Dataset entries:
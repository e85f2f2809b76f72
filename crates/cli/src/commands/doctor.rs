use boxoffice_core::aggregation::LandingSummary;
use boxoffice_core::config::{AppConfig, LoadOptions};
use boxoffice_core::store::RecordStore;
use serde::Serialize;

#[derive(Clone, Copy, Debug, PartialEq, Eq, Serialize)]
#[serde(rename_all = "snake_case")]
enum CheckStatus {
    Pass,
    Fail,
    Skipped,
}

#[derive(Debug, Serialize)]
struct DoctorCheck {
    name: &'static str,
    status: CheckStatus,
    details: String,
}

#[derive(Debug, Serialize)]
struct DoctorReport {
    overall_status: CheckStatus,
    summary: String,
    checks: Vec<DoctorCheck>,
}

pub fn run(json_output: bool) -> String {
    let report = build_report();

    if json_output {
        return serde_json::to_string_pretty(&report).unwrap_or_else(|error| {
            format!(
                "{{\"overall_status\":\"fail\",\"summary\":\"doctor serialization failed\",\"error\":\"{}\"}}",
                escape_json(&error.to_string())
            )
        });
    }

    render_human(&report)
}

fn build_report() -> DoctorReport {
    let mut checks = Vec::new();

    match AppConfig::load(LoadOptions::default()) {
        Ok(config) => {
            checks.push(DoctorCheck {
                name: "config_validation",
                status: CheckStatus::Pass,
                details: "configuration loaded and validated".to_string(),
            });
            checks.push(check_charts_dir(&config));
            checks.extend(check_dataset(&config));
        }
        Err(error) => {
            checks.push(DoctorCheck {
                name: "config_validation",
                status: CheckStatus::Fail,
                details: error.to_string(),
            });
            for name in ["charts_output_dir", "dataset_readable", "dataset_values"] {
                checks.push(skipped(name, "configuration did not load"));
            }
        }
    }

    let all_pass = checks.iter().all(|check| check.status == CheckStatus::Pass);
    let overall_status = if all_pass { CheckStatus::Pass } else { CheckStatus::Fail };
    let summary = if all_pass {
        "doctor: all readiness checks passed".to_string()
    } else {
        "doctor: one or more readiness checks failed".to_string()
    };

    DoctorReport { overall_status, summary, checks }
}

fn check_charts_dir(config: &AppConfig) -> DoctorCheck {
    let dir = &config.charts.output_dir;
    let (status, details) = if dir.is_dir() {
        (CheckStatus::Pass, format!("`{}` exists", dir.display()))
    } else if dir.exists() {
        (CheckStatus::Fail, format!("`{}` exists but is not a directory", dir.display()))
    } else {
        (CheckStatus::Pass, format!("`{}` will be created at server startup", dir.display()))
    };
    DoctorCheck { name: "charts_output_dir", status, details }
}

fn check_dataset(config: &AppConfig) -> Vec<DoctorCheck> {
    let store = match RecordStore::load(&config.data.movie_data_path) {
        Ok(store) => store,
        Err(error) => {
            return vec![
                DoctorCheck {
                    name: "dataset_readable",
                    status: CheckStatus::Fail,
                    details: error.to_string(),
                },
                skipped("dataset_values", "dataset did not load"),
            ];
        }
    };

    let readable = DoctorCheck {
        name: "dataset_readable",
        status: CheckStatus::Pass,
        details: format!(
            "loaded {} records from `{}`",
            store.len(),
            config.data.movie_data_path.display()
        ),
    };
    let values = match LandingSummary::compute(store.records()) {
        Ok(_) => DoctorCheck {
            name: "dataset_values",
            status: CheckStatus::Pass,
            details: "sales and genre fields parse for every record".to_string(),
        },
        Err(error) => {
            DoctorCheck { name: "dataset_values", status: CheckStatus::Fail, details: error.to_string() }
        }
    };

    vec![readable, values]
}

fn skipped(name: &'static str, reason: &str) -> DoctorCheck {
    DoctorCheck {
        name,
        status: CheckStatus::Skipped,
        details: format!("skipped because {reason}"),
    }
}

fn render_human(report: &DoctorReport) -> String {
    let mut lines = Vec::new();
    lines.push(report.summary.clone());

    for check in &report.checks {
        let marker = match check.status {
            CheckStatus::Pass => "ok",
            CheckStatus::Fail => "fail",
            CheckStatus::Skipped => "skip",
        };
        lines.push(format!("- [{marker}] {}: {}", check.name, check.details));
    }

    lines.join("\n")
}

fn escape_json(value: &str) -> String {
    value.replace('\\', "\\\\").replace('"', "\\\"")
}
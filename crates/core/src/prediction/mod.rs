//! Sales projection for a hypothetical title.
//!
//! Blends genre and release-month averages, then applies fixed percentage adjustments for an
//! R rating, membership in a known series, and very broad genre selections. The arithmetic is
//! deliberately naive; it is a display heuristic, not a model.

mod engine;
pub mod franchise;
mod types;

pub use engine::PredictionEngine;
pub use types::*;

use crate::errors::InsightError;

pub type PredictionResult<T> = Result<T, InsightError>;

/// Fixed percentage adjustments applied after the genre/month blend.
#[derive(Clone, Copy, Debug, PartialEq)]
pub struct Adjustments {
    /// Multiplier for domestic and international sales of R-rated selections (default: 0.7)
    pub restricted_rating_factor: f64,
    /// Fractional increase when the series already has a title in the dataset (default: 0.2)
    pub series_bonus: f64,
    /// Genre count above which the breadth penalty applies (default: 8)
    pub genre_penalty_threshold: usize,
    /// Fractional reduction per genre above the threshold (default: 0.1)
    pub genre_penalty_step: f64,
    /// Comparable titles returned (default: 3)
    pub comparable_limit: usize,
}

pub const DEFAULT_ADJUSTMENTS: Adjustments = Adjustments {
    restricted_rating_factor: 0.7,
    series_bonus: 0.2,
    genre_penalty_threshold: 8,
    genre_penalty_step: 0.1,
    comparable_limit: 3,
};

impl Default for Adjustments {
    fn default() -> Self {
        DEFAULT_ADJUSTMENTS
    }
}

--

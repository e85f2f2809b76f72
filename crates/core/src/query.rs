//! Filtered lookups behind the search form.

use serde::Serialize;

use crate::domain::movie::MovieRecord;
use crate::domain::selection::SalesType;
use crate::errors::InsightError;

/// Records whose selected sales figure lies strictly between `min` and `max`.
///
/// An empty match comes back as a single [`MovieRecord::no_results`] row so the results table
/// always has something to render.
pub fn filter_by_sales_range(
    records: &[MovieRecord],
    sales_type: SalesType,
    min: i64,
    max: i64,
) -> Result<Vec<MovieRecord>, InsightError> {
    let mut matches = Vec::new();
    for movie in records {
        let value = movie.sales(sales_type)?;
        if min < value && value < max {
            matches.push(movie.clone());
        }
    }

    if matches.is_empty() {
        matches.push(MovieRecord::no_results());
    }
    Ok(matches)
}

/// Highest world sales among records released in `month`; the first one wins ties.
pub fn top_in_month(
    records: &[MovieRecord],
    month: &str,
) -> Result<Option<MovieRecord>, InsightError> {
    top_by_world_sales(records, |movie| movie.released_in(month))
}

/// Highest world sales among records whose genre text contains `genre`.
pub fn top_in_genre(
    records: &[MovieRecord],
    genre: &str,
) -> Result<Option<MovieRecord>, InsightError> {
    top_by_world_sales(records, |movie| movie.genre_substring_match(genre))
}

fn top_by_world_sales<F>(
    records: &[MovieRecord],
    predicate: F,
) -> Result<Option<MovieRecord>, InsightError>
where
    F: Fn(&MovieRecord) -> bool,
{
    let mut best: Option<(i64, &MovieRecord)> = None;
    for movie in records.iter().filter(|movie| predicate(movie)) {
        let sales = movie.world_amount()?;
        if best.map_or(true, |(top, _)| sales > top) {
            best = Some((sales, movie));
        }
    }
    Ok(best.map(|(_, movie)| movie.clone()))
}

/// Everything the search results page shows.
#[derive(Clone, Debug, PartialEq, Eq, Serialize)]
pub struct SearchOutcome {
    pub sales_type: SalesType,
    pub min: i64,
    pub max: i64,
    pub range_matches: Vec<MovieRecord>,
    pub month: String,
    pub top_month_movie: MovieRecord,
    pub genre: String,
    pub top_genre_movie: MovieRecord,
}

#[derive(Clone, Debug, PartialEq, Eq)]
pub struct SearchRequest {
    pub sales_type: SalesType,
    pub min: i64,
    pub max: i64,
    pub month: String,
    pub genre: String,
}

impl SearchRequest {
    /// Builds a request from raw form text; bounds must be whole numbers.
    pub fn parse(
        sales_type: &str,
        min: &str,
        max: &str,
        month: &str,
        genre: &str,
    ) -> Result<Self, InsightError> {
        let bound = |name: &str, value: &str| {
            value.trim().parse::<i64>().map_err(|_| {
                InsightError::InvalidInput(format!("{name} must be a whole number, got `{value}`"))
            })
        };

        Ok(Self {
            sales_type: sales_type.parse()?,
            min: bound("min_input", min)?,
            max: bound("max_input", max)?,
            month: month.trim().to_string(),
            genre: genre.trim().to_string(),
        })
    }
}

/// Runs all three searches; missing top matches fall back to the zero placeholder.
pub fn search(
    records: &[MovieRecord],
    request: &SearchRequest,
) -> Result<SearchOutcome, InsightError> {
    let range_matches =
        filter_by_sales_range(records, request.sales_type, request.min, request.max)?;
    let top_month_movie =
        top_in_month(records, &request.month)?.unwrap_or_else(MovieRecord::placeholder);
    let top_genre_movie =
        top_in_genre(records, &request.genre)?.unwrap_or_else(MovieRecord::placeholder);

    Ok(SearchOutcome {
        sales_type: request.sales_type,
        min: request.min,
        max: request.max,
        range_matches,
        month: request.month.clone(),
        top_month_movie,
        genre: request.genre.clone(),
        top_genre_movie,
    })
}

--

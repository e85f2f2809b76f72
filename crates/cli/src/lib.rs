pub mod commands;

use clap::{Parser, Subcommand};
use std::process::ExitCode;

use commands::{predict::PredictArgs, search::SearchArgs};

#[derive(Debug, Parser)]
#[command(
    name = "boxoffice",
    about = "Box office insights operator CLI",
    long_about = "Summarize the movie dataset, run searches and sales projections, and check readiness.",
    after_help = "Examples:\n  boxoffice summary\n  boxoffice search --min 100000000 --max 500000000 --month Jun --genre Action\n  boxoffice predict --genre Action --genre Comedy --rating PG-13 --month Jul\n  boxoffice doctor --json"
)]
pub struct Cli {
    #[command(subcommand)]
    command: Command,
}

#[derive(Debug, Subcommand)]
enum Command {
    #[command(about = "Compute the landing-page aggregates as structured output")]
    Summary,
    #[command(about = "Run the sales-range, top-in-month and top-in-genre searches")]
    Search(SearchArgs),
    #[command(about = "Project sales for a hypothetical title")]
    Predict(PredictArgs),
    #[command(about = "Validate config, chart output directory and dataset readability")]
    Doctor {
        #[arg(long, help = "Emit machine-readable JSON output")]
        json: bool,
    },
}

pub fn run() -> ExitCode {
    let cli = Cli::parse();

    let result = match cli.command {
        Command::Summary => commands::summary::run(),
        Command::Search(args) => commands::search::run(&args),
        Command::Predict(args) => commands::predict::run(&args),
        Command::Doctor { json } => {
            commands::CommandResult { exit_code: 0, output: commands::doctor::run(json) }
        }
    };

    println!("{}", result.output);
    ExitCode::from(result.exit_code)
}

** What you are asked to do **
Above are records; repeat only the lines starting at the line with "a hypothetical title." and ending at the line with "not a model.", exactly as they appear, both included.

** Result of the exercise **
//! Sales projection for a hypothetical title.
//!
//! Blends genre and release-month averages, then applies fixed percentage adjustments for an
//! R rating, membership in a known series, and very broad genre selections. The arithmetic is
//! deliberately naive; it is a display heuristic, not a model.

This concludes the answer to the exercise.